Here’s the good news: future costs of Social Security and Medicare won’t require higher taxes. Now here’s the bad news: the reason these programs won’t require higher taxes is that they’ll be so expensive that there’s no possible way to pay for them through taxes. Everything in the US (not counting people) is worth about $50 trillion and those two programs will cost $80 trillion, unless they are reformed.
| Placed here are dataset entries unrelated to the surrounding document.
//! The statement/expression grammar.
//!
//! A file is a sequence of statements: a `;`-terminated expression or a bare
//! `;`. Expressions are parsed by precedence climbing over the fixed binary
//! operator set, with prefix `-`/`!`, parenthesized groups, literals, and
//! name references.
//!
//! The parser appends node records in post-order as it goes: operands land
//! before their operator, and an interior node's `subtree_size` is fixed up
//! from the arena length when the node closes. Error recovery skips to the
//! next `;` (or EOF) and wraps everything consumed since the statement start
//! in an `InvalidParse` node flagged `has_error`, so every input produces a
//! verifiable tree.

use cocktail_diagnostic::{DiagnosticSink, SyntaxDiagnosticKind};
use cocktail_lexer::{Token, TokenKind, TokenizedBuffer};

use crate::node_kind::NodeKind;
use crate::tree::{NodeImpl, ParseTree};

/// Parse `tokens` into a tree, reporting problems to `sink`.
pub(crate) fn parse<'t>(
    tokens: &'t TokenizedBuffer<'t>,
    sink: &mut dyn DiagnosticSink,
) -> ParseTree<'t> {
    let mut parser = Parser {
        tokens,
        stream: tokens.tokens().collect(),
        position: 0,
        node_impls: Vec::new(),
        has_errors: false,
    };
    parser.parse_file(sink);

    ParseTree {
        tokens,
        node_impls: parser.node_impls,
        has_errors: parser.has_errors,
    }
}

/// Binding power of an infix operator, or `None` for non-operators.
fn infix_precedence(kind: TokenKind) -> Option<u8> {
    use TokenKind::*;
    match kind {
        PipePipe => Some(1),
        AmpAmp => Some(2),
        EqualEqual | NotEqual => Some(3),
        Less | LessEqual | Greater | GreaterEqual => Some(4),
        Plus | Minus => Some(5),
        Star | Slash | Percent => Some(6),
        _ => None,
    }
}

struct Parser<'t> {
    tokens: &'t TokenizedBuffer<'t>,
    stream: Vec<Token>,
    position: usize,
    node_impls: Vec<NodeImpl>,
    has_errors: bool,
}

impl Parser<'_> {
    fn current_kind(&self) -> TokenKind {
        self.tokens.kind(self.stream[self.position])
    }

    fn current_token(&self) -> Token {
        self.stream[self.position]
    }

    fn current_pos(&self) -> u32 {
        self.tokens.span(self.current_token()).start
    }

    fn consume(&mut self) -> Token {
        let token = self.stream[self.position];
        debug_assert!(
            self.tokens.kind(token) != TokenKind::EndOfFile,
            "cannot consume past the end of the token stream"
        );
        self.position += 1;
        token
    }

    /// Index where the next statement's subtree will begin.
    fn mark(&self) -> usize {
        self.node_impls.len()
    }

    fn add_leaf(&mut self, kind: NodeKind, token: Token) {
        self.node_impls.push(NodeImpl {
            kind,
            token,
            subtree_size: 1,
            has_error: false,
        });
    }

    /// Close a subtree: everything appended since `start` becomes this
    /// node's children.
    fn add_node(&mut self, kind: NodeKind, token: Token, start: usize, has_error: bool) {
        let subtree_size = (self.node_impls.len() - start + 1) as u32;
        self.node_impls.push(NodeImpl {
            kind,
            token,
            subtree_size,
            has_error,
        });
        if has_error {
            self.has_errors = true;
        }
    }

    fn parse_file(&mut self, sink: &mut dyn DiagnosticSink) {
        while self.current_kind() != TokenKind::EndOfFile {
            self.parse_statement(sink);
        }
        self.add_leaf(NodeKind::FileEnd, self.current_token());
    }

    fn parse_statement(&mut self, sink: &mut dyn DiagnosticSink) {
        let start = self.mark();

        if self.current_kind() == TokenKind::Semi {
            let semi = self.consume();
            self.add_leaf(NodeKind::EmptyStatement, semi);
            return;
        }

        if self.parse_expression(sink) {
            if self.current_kind() == TokenKind::Semi {
                let semi = self.consume();
                self.add_node(NodeKind::ExpressionStatement, semi, start, false);
                return;
            }
            sink.emit(
                self.current_pos(),
                SyntaxDiagnosticKind::ExpectedStatementTerminator,
            );
        }

        self.recover_statement(start);
    }

    /// Skip to the next `;` (or EOF) and wrap everything appended since
    /// `start` in an `InvalidParse` node.
    fn recover_statement(&mut self, start: usize) {
        let error_token = self.current_token();
        while !matches!(
            self.current_kind(),
            TokenKind::Semi | TokenKind::EndOfFile
        ) {
            self.consume();
        }

        let node_token = if self.current_kind() == TokenKind::Semi {
            self.consume()
        } else {
            error_token
        };
        self.add_node(NodeKind::InvalidParse, node_token, start, true);
    }

    fn parse_expression(&mut self, sink: &mut dyn DiagnosticSink) -> bool {
        self.parse_binary(0, sink)
    }

    /// Precedence climbing; all binary operators are left-associative.
    fn parse_binary(&mut self, min_precedence: u8, sink: &mut dyn DiagnosticSink) -> bool {
        let start = self.mark();
        if !self.parse_unary(sink) {
            return false;
        }

        loop {
            let Some(precedence) = infix_precedence(self.current_kind()) else {
                return true;
            };
            if precedence < min_precedence {
                return true;
            }

            let operator = self.consume();
            if !self.parse_binary(precedence + 1, sink) {
                return false;
            }
            self.add_node(NodeKind::InfixOperator, operator, start, false);
        }
    }

    fn parse_unary(&mut self, sink: &mut dyn DiagnosticSink) -> bool {
        match self.current_kind() {
            TokenKind::Minus | TokenKind::Bang => {
                let start = self.mark();
                let operator = self.consume();
                if !self.parse_unary(sink) {
                    return false;
                }
                self.add_node(NodeKind::PrefixOperator, operator, start, false);
                true
            }
            _ => self.parse_primary(sink),
        }
    }

    fn parse_primary(&mut self, sink: &mut dyn DiagnosticSink) -> bool {
        match self.current_kind() {
            TokenKind::IntegerLiteral
            | TokenKind::RealLiteral
            | TokenKind::StringLiteral
            | TokenKind::True
            | TokenKind::False => {
                let token = self.consume();
                self.add_leaf(NodeKind::Literal, token);
                true
            }
            TokenKind::Identifier => {
                let token = self.consume();
                self.add_leaf(NodeKind::NameReference, token);
                true
            }
            TokenKind::LeftParen => {
                let start = self.mark();
                self.consume();
                if !self.parse_expression(sink) {
                    return false;
                }
                if self.current_kind() != TokenKind::RightParen {
                    sink.emit(self.current_pos(), SyntaxDiagnosticKind::UnexpectedToken);
                    return false;
                }
                let close = self.consume();
                self.add_node(NodeKind::ParenExpression, close, start, false);
                true
            }
            _ => {
                sink.emit(self.current_pos(), SyntaxDiagnosticKind::ExpectedExpression);
                false
            }
        }
    }
}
Wharton insurance and risk management professor Kent Smetters, a former deputy assistant Treasury secretary and economist for the Congressional Budget Office, explains that the only way for these problems to survive is by cutting them back drastically. From Wharton’s [email protected]:
We currently have a present value shortfall that’s twice the value of the entire country, except for the human beings. So, obviously, we can’t tax our way out. So the real issue is, what type of hit are we going to give do to benefits? You’re going to see benefits reduced, especially for higher income earners. We got a hint of that in Medicare Part D, the newest part of Medicare that gave us our prescription drug bill. They explicitly have some means testing in there, which basically says higher income people get a smaller benefit. Social Security benefits are now taxed. And in fact, they’ve been taxed since 1983. But it’s taxed on a progressive basis. Higher income workers get more of their benefits taxed. I think you’ll start to see a lot of more of that.
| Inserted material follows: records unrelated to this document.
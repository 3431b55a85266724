//! Byte cursor over a sentinel-terminated buffer.
//!
//! The cursor advances byte-by-byte. EOF is detected when the current byte
//! equals the sentinel (`0x00`) and the position has reached the source
//! length; an interior null at `pos < source_len` is not EOF.

/// Byte cursor over a sentinel-terminated buffer.
///
/// Created via [`SourceBuffer::cursor()`](crate::SourceBuffer::cursor).
/// The cursor is [`Copy`], enabling cheap state snapshots for backtracking.
///
/// # Invariant
///
/// `buf` must be sentinel-terminated: `buf[source_len] == 0x00` and all bytes
/// after `source_len` are `0x00`. Guaranteed by `SourceBuffer` construction.
#[derive(Clone, Copy, Debug)]
pub struct Cursor<'a> {
    /// Sentinel-terminated buffer (source + sentinel + padding).
    buf: &'a [u8],
    /// Current read position.
    pos: u32,
    /// Length of the source content (excludes sentinel and padding).
    source_len: u32,
}

impl<'a> Cursor<'a> {
    pub(crate) fn new(buf: &'a [u8], source_len: u32) -> Self {
        debug_assert!(
            (source_len as usize) < buf.len(),
            "sentinel must be within buffer bounds"
        );
        debug_assert!(buf[source_len as usize] == 0, "sentinel byte must be 0x00");
        Self {
            buf,
            pos: 0,
            source_len,
        }
    }

    /// The byte at the current position; `0x00` at EOF.
    #[inline]
    pub fn current(&self) -> u8 {
        self.buf[self.pos as usize]
    }

    /// The byte one position ahead. Safe at any position thanks to the
    /// sentinel and padding.
    #[inline]
    pub fn peek(&self) -> u8 {
        self.buf[self.pos as usize + 1]
    }

    #[inline]
    pub fn advance(&mut self) {
        self.pos += 1;
    }

    #[inline]
    pub fn advance_n(&mut self, n: u32) {
        self.pos += n;
    }

    /// `true` once the cursor has consumed all source content.
    #[inline]
    pub fn is_eof(&self) -> bool {
        self.current() == 0 && self.pos >= self.source_len
    }

    /// Current byte offset in the source.
    #[inline]
    pub fn pos(&self) -> u32 {
        self.pos
    }

    /// Length of the source content.
    #[inline]
    pub fn source_len(&self) -> u32 {
        self.source_len
    }

    /// Extract a source substring as `&str`.
    ///
    /// # Contract
    ///
    /// `start..end` must fall within the source content and on UTF-8
    /// character boundaries, which holds whenever both offsets come from
    /// token boundary tracking over a source that was originally `&str`.
    #[allow(
        unsafe_code,
        reason = "from_utf8_unchecked on source originally validated as &str"
    )]
    pub fn slice(&self, start: u32, end: u32) -> &'a str {
        debug_assert!(
            end <= self.source_len,
            "slice end {end} exceeds source length {}",
            self.source_len
        );
        debug_assert!(start <= end, "slice start {start} exceeds end {end}");
        // SAFETY: The buffer was constructed from `&str` (valid UTF-8) and
        // the caller guarantees character-boundary offsets.
        unsafe { std::str::from_utf8_unchecked(&self.buf[start as usize..end as usize]) }
    }

    /// Extract a source substring from `start` to the current position.
    pub fn slice_from(&self, start: u32) -> &'a str {
        self.slice(start, self.pos)
    }

    /// The remaining source content from the current position, as `&str`.
    pub fn rest(&self) -> &'a str {
        self.slice(self.pos, self.source_len)
    }

    /// Advance while `pred` returns `true` for the current byte.
    ///
    /// `pred(0)` must return `false`; this holds for every classifier
    /// predicate, so the sentinel terminates the loop.
    #[inline]
    pub fn eat_while(&mut self, pred: impl Fn(u8) -> bool) {
        while pred(self.buf[self.pos as usize]) {
            self.pos += 1;
        }
    }

    /// Advance past horizontal whitespace (spaces and tabs).
    ///
    /// Runs between tokens are short (1-4 bytes), so a plain byte loop beats
    /// anything wider. The sentinel terminates scanning.
    #[inline]
    pub fn eat_whitespace(&mut self) {
        loop {
            let b = self.buf[self.pos as usize];
            if b == b' ' || b == b'\t' {
                self.pos += 1;
            } else {
                break;
            }
        }
    }

    /// Advance to the next `\n` byte or EOF using SIMD-accelerated search.
    ///
    /// Used to skip comment bodies. Scans only within source content; if no
    /// newline is found the cursor lands on the EOF sentinel.
    #[allow(
        clippy::cast_possible_truncation,
        reason = "remaining.len() <= source_len which fits in u32"
    )]
    pub fn eat_until_newline_or_eof(&mut self) {
        let remaining = &self.buf[self.pos as usize..self.source_len as usize];
        if let Some(offset) = memchr::memchr(b'\n', remaining) {
            self.pos += offset as u32;
        } else {
            self.pos = self.source_len;
        }
    }

    /// The number of bytes in the UTF-8 character whose leading byte is `byte`.
    #[inline]
    pub fn utf8_char_width(byte: u8) -> u32 {
        match byte {
            0xC0..=0xDF => 2,
            0xE0..=0xEF => 3,
            0xF0..=0xF7 => 4,
            _ => 1,
        }
    }

    /// Advance the cursor past one full UTF-8 character.
    #[inline]
    pub fn advance_char(&mut self) {
        let width = Self::utf8_char_width(self.current());
        self.advance_n(width);
    }
}

#[cfg(test)]
mod tests {
    use crate::SourceBuffer;

    #[test]
    fn current_returns_first_byte() {
        let buf = SourceBuffer::new("abc");
        let cursor = buf.cursor();
        assert_eq!(cursor.current(), b'a');
    }

    #[test]
    fn advance_moves_forward() {
        let buf = SourceBuffer::new("abc");
        let mut cursor = buf.cursor();
        cursor.advance();
        assert_eq!(cursor.current(), b'b');
        assert_eq!(cursor.pos(), 1);
    }

    #[test]
    fn advance_through_entire_source() {
        let buf = SourceBuffer::new("hi");
        let mut cursor = buf.cursor();
        cursor.advance();
        cursor.advance();
        assert!(cursor.is_eof());
    }

    #[test]
    fn peek_returns_next_byte() {
        let buf = SourceBuffer::new("abc");
        let cursor = buf.cursor();
        assert_eq!(cursor.peek(), b'b');
    }

    #[test]
    fn peek_near_end_returns_sentinel() {
        let buf = SourceBuffer::new("ab");
        let mut cursor = buf.cursor();
        cursor.advance();
        assert_eq!(cursor.peek(), 0);
    }

    #[test]
    fn interior_null_is_not_eof() {
        let buf = SourceBuffer::new("a\0b");
        let mut cursor = buf.cursor();
        cursor.advance();
        assert_eq!(cursor.current(), 0);
        assert!(!cursor.is_eof());
        cursor.advance();
        assert_eq!(cursor.current(), b'b');
    }

    #[test]
    fn slice_extracts_substring() {
        let buf = SourceBuffer::new("hello world");
        let cursor = buf.cursor();
        assert_eq!(cursor.slice(0, 5), "hello");
        assert_eq!(cursor.slice(6, 11), "world");
    }

    #[test]
    fn slice_from_extracts_to_current() {
        let buf = SourceBuffer::new("abcdef");
        let mut cursor = buf.cursor();
        cursor.advance_n(3);
        assert_eq!(cursor.slice_from(0), "abc");
        assert_eq!(cursor.slice_from(1), "bc");
    }

    #[test]
    fn rest_returns_remaining_source() {
        let buf = SourceBuffer::new("abcdef");
        let mut cursor = buf.cursor();
        cursor.advance_n(2);
        assert_eq!(cursor.rest(), "cdef");
    }

    #[test]
    fn rest_at_eof_is_empty() {
        let buf = SourceBuffer::new("ab");
        let mut cursor = buf.cursor();
        cursor.advance_n(2);
        assert_eq!(cursor.rest(), "");
    }

    #[test]
    fn eat_while_consumes_matching_bytes() {
        let buf = SourceBuffer::new("aaabbb");
        let mut cursor = buf.cursor();
        cursor.eat_while(|b| b == b'a');
        assert_eq!(cursor.pos(), 3);
        assert_eq!(cursor.current(), b'b');
    }

    #[test]
    fn eat_while_stops_at_sentinel() {
        let buf = SourceBuffer::new("aaa");
        let mut cursor = buf.cursor();
        cursor.eat_while(|b| b == b'a');
        assert!(cursor.is_eof());
    }

    #[test]
    fn eat_whitespace_mixed() {
        let buf = SourceBuffer::new("  \t \t  x");
        let mut cursor = buf.cursor();
        cursor.eat_whitespace();
        assert_eq!(cursor.pos(), 7);
        assert_eq!(cursor.current(), b'x');
    }

    #[test]
    fn eat_whitespace_stops_at_newline() {
        let buf = SourceBuffer::new("   \nhello");
        let mut cursor = buf.cursor();
        cursor.eat_whitespace();
        assert_eq!(cursor.pos(), 3);
        assert_eq!(cursor.current(), b'\n');
    }

    #[test]
    fn eat_until_newline_finds_lf() {
        let buf = SourceBuffer::new("hello\nworld");
        let mut cursor = buf.cursor();
        cursor.eat_until_newline_or_eof();
        assert_eq!(cursor.pos(), 5);
        assert_eq!(cursor.current(), b'\n');
    }

    #[test]
    fn eat_until_newline_stops_at_eof() {
        let buf = SourceBuffer::new("no newline here");
        let mut cursor = buf.cursor();
        cursor.eat_until_newline_or_eof();
        assert_eq!(cursor.pos(), 15);
        assert!(cursor.is_eof());
    }

    #[test]
    fn cursor_is_copy_for_checkpointing() {
        let buf = SourceBuffer::new("abcdef");
        let mut cursor = buf.cursor();
        cursor.advance_n(2);

        let saved = cursor;
        cursor.advance_n(3);

        assert_eq!(cursor.pos(), 5);
        assert_eq!(saved.pos(), 2);
        assert_eq!(saved.current(), b'c');
    }

    #[test]
    fn advance_char_skips_multibyte() {
        let buf = SourceBuffer::new("\u{1F600}x");
        let mut cursor = buf.cursor();
        cursor.advance_char();
        assert_eq!(cursor.current(), b'x');
    }

    mod proptest_cursor {
        use super::*;
        use proptest::prelude::*;

        proptest! {
            #[test]
            fn eat_whitespace_matches_scalar_count(
                ws in proptest::collection::vec(prop_oneof![Just(b' '), Just(b'\t')], 0..64),
                tail in "[a-z]{0,8}",
            ) {
                let mut source = String::from_utf8(ws.clone()).unwrap();
                source.push_str(&tail);
                let buf = SourceBuffer::new(&source);
                let mut cursor = buf.cursor();
                cursor.eat_whitespace();
                prop_assert_eq!(cursor.pos() as usize, ws.len());
            }

            #[test]
            fn eat_until_newline_lands_on_newline_or_eof(source in "[a-z\n ]{0,64}") {
                let buf = SourceBuffer::new(&source);
                let mut cursor = buf.cursor();
                cursor.eat_until_newline_or_eof();
                prop_assert!(cursor.current() == b'\n' || cursor.is_eof());
            }
        }
    }
}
And so what will happen is Medicare and Social Security will become more of a flat system, [with] fewer benefits to higher income people even though they paid in more. But on the [revenue] side, I don’t see a lot of room for continuously increasing taxes. We’ll see, I think, more taxes on higher income individuals. And that will have long run implications because they’re also the ones who create jobs and invest and innovate. We already have the second highest corporate income tax rate in the world, even after you net in things like expensing and so forth. So for us to remain competitive, I just don’t see how… we can really do a lot on the tax side. But I do think we will see taxes go up. The thing I fear the most — and I think it is the most likely outcome — is that the government will print a lot of debt to pay off a lot of these shortfalls. And then the international markets, in particular the fixed income markets, will figure it out.
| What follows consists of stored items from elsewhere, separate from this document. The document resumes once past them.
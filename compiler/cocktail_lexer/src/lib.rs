//! Tokenizer and literal analyzers for the Cocktail language.
//!
//! The lexer is built from two self-contained sub-lexers plus a driving
//! token loop:
//!
//! - [`NumericLexeme`]: recognizes binary/decimal/hexadecimal integer and
//!   real literals with digit separators, and reduces them to an
//!   arbitrary-precision value.
//! - [`StringLexeme`]: recognizes simple, raw (`#`-padded), and triple-quoted
//!   multi-line string literals, and decodes them to bytes with escape
//!   expansion and indentation stripping.
//! - [`TokenizedBuffer`]: drives a cursor over the whole source, delegating
//!   to the sub-lexers and classifying everything else (identifiers,
//!   keywords, symbols, comments).
//!
//! All syntax problems go to a [`DiagnosticSink`]; the analyzers recover
//! locally and keep scanning, so one bad literal never hides the next one.
//!
//! [`DiagnosticSink`]: cocktail_diagnostic::DiagnosticSink

mod numeric_literal;
mod span;
mod string_literal;
mod token_kind;
mod tokenizer;

pub use numeric_literal::{NumericLexeme, NumericValue};
pub use span::Span;
pub use string_literal::StringLexeme;
pub use token_kind::TokenKind;
pub use tokenizer::{Token, TokenizedBuffer};

/// Byte offset of `inner` within `outer`.
///
/// # Contract
///
/// `inner` must be a subslice of `outer` (same allocation). This holds for
/// every lexeme view, which is always carved out of the analyzed text.
pub(crate) fn offset_in(outer: &str, inner: &str) -> usize {
    let offset = inner.as_ptr() as usize - outer.as_ptr() as usize;
    debug_assert!(offset + inner.len() <= outer.len(), "inner is not a subslice of outer");
    offset
}
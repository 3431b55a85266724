//! Token kinds and their fixed spellings.

/// Every kind of token the lexer can produce.
#[derive(Clone, Copy, Debug, PartialEq, Eq, Hash)]
pub enum TokenKind {
    // Literals and names
    Identifier,
    IntegerLiteral,
    RealLiteral,
    StringLiteral,

    // Keywords
    Fn,
    Var,
    If,
    Else,
    While,
    Return,
    True,
    False,

    // Grouping symbols
    LeftBrace,
    RightBrace,
    LeftParen,
    RightParen,
    LeftBracket,
    RightBracket,

    // Other symbols
    Comma,
    Period,
    Semi,
    Colon,
    Arrow,
    Equal,
    EqualEqual,
    NotEqual,
    Less,
    LessEqual,
    Greater,
    GreaterEqual,
    Plus,
    Minus,
    Star,
    Slash,
    Percent,
    Bang,
    Amp,
    AmpAmp,
    Pipe,
    PipePipe,
    Caret,

    // Special
    Error,
    EndOfFile,
}

/// Symbol spellings, longest first so a linear scan finds the longest match.
pub(crate) const SYMBOL_SPELLINGS: &[(&str, TokenKind)] = &[
    ("->", TokenKind::Arrow),
    ("==", TokenKind::EqualEqual),
    ("!=", TokenKind::NotEqual),
    ("<=", TokenKind::LessEqual),
    (">=", TokenKind::GreaterEqual),
    ("&&", TokenKind::AmpAmp),
    ("||", TokenKind::PipePipe),
    ("{", TokenKind::LeftBrace),
    ("}", TokenKind::RightBrace),
    ("(", TokenKind::LeftParen),
    (")", TokenKind::RightParen),
    ("[", TokenKind::LeftBracket),
    ("]", TokenKind::RightBracket),
    (",", TokenKind::Comma),
    (".", TokenKind::Period),
    (";", TokenKind::Semi),
    (":", TokenKind::Colon),
    ("=", TokenKind::Equal),
    ("<", TokenKind::Less),
    (">", TokenKind::Greater),
    ("+", TokenKind::Plus),
    ("-", TokenKind::Minus),
    ("*", TokenKind::Star),
    ("/", TokenKind::Slash),
    ("%", TokenKind::Percent),
    ("!", TokenKind::Bang),
    ("&", TokenKind::Amp),
    ("|", TokenKind::Pipe),
    ("^", TokenKind::Caret),
];

impl TokenKind {
    /// The variant's name, for debugging and dumps.
    pub fn name(self) -> &'static str {
        use TokenKind::*;
        match self {
            Identifier => "Identifier",
            IntegerLiteral => "IntegerLiteral",
            RealLiteral => "RealLiteral",
            StringLiteral => "StringLiteral",
            Fn => "Fn",
            Var => "Var",
            If => "If",
            Else => "Else",
            While => "While",
            Return => "Return",
            True => "True",
            False => "False",
            LeftBrace => "LeftBrace",
            RightBrace => "RightBrace",
            LeftParen => "LeftParen",
            RightParen => "RightParen",
            LeftBracket => "LeftBracket",
            RightBracket => "RightBracket",
            Comma => "Comma",
            Period => "Period",
            Semi => "Semi",
            Colon => "Colon",
            Arrow => "Arrow",
            Equal => "Equal",
            EqualEqual => "EqualEqual",
            NotEqual => "NotEqual",
            Less => "Less",
            LessEqual => "LessEqual",
            Greater => "Greater",
            GreaterEqual => "GreaterEqual",
            Plus => "Plus",
            Minus => "Minus",
            Star => "Star",
            Slash => "Slash",
            Percent => "Percent",
            Bang => "Bang",
            Amp => "Amp",
            AmpAmp => "AmpAmp",
            Pipe => "Pipe",
            PipePipe => "PipePipe",
            Caret => "Caret",
            Error => "Error",
            EndOfFile => "EndOfFile",
        }
    }

    /// The fixed source spelling, for keywords and symbols.
    pub fn fixed_spelling(self) -> Option<&'static str> {
        use TokenKind::*;
        if let Some(&(spelling, _)) = SYMBOL_SPELLINGS.iter().find(|&&(_, k)| k == self) {
            return Some(spelling);
        }
        match self {
            Fn => Some("fn"),
            Var => Some("var"),
            If => Some("if"),
            Else => Some("else"),
            While => Some("while"),
            Return => Some("return"),
            True => Some("true"),
            False => Some("false"),
            _ => None,
        }
    }

    pub fn is_keyword(self) -> bool {
        use TokenKind::*;
        matches!(self, Fn | Var | If | Else | While | Return | True | False)
    }

    pub fn is_symbol(self) -> bool {
        SYMBOL_SPELLINGS.iter().any(|&(_, k)| k == self)
    }

    pub fn is_grouping_symbol(self) -> bool {
        self.is_opening_symbol() || self.is_closing_symbol()
    }

    pub fn is_opening_symbol(self) -> bool {
        use TokenKind::*;
        matches!(self, LeftBrace | LeftParen | LeftBracket)
    }

    pub fn is_closing_symbol(self) -> bool {
        use TokenKind::*;
        matches!(self, RightBrace | RightParen | RightBracket)
    }

    /// The matching opening symbol for a closing symbol.
    pub fn opening_symbol(self) -> Option<TokenKind> {
        use TokenKind::*;
        match self {
            RightBrace => Some(LeftBrace),
            RightParen => Some(LeftParen),
            RightBracket => Some(LeftBracket),
            _ => None,
        }
    }

    /// The matching closing symbol for an opening symbol.
    pub fn closing_symbol(self) -> Option<TokenKind> {
        use TokenKind::*;
        match self {
            LeftBrace => Some(RightBrace),
            LeftParen => Some(RightParen),
            LeftBracket => Some(RightBracket),
            _ => None,
        }
    }
}

/// Look up a reserved keyword by its text.
pub(crate) fn keyword_kind(text: &str) -> Option<TokenKind> {
    // Keywords are 2-6 chars; reject other lengths without comparing.
    if !(2..=6).contains(&text.len()) {
        return None;
    }
    match text {
        "fn" => Some(TokenKind::Fn),
        "var" => Some(TokenKind::Var),
        "if" => Some(TokenKind::If),
        "else" => Some(TokenKind::Else),
        "while" => Some(TokenKind::While),
        "return" => Some(TokenKind::Return),
        "true" => Some(TokenKind::True),
        "false" => Some(TokenKind::False),
        _ => None,
    }
}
They will realise the government is basically monetizing that debt through higher inflation. And if you have an inflation rate that’s 25, 3% more per year than the historic average, you can really eat away a lot of debt just through the law of compounding. And so the market should figure that out and adjust the interest rates accordingly. That’s one reason why I believe that 30 year yields right now on Treasury [bonds], especially to non inflation protected Treasuries, is really too low. I believe Treasuries are in a bubble right now because everybody’s flocked to the safety. And there’s just no way that those low yields of 3.5% are going to cover the inflation rate over the next 30 years.